Mifflin creció en una plantación en la península de Delmarva. De niño, la mayoría de sus compañeros eran esclavos. Sin embargo, no cuestionó públicamente la peculiar institución hasta finales de sus 20 años, cuando sufrió una enfermedad y, durante su recuperación, se convenció, como escribió, “plenamente en mi conciencia de que es un pecado profundo esclavizar a mis semejantes”. También escribió que liberaría a los esclavos porque creía “que es imposible obtener la paz que mi alma desea mientras mis manos estén llenas de injusticia…”. Los esfuerzos de Mifflin por abolir la esclavitud se vieron complicados por la Revolución Americana, que destrozó la sociedad colonial y puso a prueba el testimonio cuáquero de paz, que Mifflin y otros apreciaban. Muchos revolucionarios consideraban a los cuáqueros simpatizantes y aprovechados de los realistas. Los cuáqueros fueron maltratados y sus propiedades destruidas. Mifflin y otros arriesgaron sus vidas para viajar a las reuniones cuáqueras y reunirse con líderes militares británicos y estadounidenses para instar a la paz.
A lo largo de la guerra, Mifflin se comprometió aún más con su creencia de que la esclavitud era un error moral. Liberó a todos sus esclavos y les pagó los salarios atrasados, y su casa se convirtió en un refugio seguro para esclavos y ex esclavos.

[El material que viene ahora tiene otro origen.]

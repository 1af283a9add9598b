//! Observer registry for change notification
//!
//! A minimal subscriber list: callbacks are invoked synchronously, in
//! registration order, before the mutating call returns. No queuing and no
//! background delivery.

use super::event::ChangeEvent;
use std::fmt;

/// Handle returned by [`Observers::subscribe`], used to unsubscribe
#[derive(Debug, Clone, Copy, PartialEq, Eq, Hash, PartialOrd, Ord)]
pub struct SubscriberId(u64);

impl SubscriberId {
    pub fn as_u64(&self) -> u64 {
        self.0
    }
}

impl fmt::Display for SubscriberId {
    fn fmt(&self, f: &mut fmt::Formatter<'_>) -> fmt::Result {
        write!(f, "SubscriberId({})", self.0)
    }
}

type Callback = Box<dyn FnMut(&ChangeEvent)>;

/// Ordered list of change-notification subscribers
pub struct Observers {
    next_id: u64,
    subscribers: Vec<(SubscriberId, Callback)>,
}

impl Observers {
    pub fn new() -> Self {
        Observers {
            next_id: 1,
            subscribers: Vec::new(),
        }
    }

    /// Register a callback; it will see every subsequent event until
    /// unsubscribed.
    pub fn subscribe(&mut self, callback: impl FnMut(&ChangeEvent) + 'static) -> SubscriberId {
        let id = SubscriberId(self.next_id);
        self.next_id += 1;
        self.subscribers.push((id, Box::new(callback)));
        id
    }

    /// Remove a subscriber; returns `false` if the id was not registered.
    pub fn unsubscribe(&mut self, id: SubscriberId) -> bool {
        match self.subscribers.iter().position(|(sid, _)| *sid == id) {
            Some(pos) => {
                self.subscribers.remove(pos);
                true
            }
            None => false,
        }
    }

    pub fn len(&self) -> usize {
        self.subscribers.len()
    }

    pub fn is_empty(&self) -> bool {
        self.subscribers.is_empty()
    }

    /// Deliver an event to every subscriber, in registration order.
    pub(crate) fn notify(&mut self, event: &ChangeEvent) {
        for (_, callback) in self.subscribers.iter_mut() {
            callback(event);
        }
    }
}

impl Default for Observers {
    fn default() -> Self {
        Observers::new()
    }
}

impl fmt::Debug for Observers {
    fn fmt(&self, f: &mut fmt::Formatter<'_>) -> fmt::Result {
        f.debug_struct("Observers")
            .field("subscribers", &self.subscribers.len())
            .finish()
    }
}

#[cfg(test)]
mod tests {
    use super::*;
    use crate::graph::types::VertexId;
    use std::cell::RefCell;
    use std::rc::Rc;

    fn payload_event(n: u64) -> ChangeEvent {
        ChangeEvent::PayloadChanged {
            vertex: VertexId::new(n),
        }
    }

    #[test]
    fn test_delivery_in_registration_order() {
        let seen = Rc::new(RefCell::new(Vec::new()));
        let mut observers = Observers::new();

        for tag in ["a", "b", "c"] {
            let sink = Rc::clone(&seen);
            observers.subscribe(move |_| sink.borrow_mut().push(tag));
        }

        observers.notify(&payload_event(1));
        assert_eq!(*seen.borrow(), vec!["a", "b", "c"]);
    }

    #[test]
    fn test_unsubscribe_stops_delivery() {
        let count = Rc::new(RefCell::new(0));
        let mut observers = Observers::new();

        let sink = Rc::clone(&count);
        let id = observers.subscribe(move |_| *sink.borrow_mut() += 1);

        observers.notify(&payload_event(1));
        assert!(observers.unsubscribe(id));
        observers.notify(&payload_event(2));

        assert_eq!(*count.borrow(), 1);
        assert!(observers.is_empty());
    }

    #[test]
    fn test_unsubscribe_unknown_id() {
        let mut observers = Observers::new();
        let id = observers.subscribe(|_| {});
        assert!(observers.unsubscribe(id));
        assert!(!observers.unsubscribe(id));
    }

    #[test]
    fn test_subscribers_see_event_contents() {
        let seen = Rc::new(RefCell::new(Vec::new()));
        let mut observers = Observers::new();

        let sink = Rc::clone(&seen);
        observers.subscribe(move |event| sink.borrow_mut().push(*event));

        observers.notify(&payload_event(7));
        assert_eq!(*seen.borrow(), vec![payload_event(7)]);
    }
}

Mifflin y otros cuáqueros presionaron a los líderes de los nuevos Estados Unidos, incluido el Congreso, para que pusieran fin a la esclavitud. Mifflin fue ampliamente conocido durante su vida como un destacado abolicionista, siendo elogiado por personas de ideas afines en los Estados Unidos y Europa, incluido Thomas Clarkson, quien lo mencionó en su popular libro sobre los cuáqueros que se oponían al comercio de esclavos. Los políticos y empresarios del sur arremetieron contra él. Pero después de morir de fiebre amarilla en 1798, su legado se desvaneció casi en el olvido. Ahora, el profesor Nash ha realizado un noble esfuerzo por, como él dice, “[r]establecer a Warner Mifflin en la memoria pública”. Bravo.
El libro tiene algunas debilidades. En algunos momentos, pierde temas más amplios en demasiados detalles sobre la vida familiar de Mifflin y sus idas y venidas. Un problema mayor no es culpa del profesor Nash, sino del registro histórico. Aquí hay otra obra sobre abolicionistas blancos donde aprendemos muy poco sobre las personas que intentaban liberar. Los esclavos, incluso si se nombran en el libro, permanecen sin desarrollar como personajes porque se hizo poco registro de sus opiniones e inquietudes. Nos quedamos preguntándonos qué pensaban del cruel orden social en el que se esperaba que habitaran el nivel más bajo a perpetuidad, y aprendemos poco de sus propios esfuerzos por escapar del amplio alcance de ese sistema.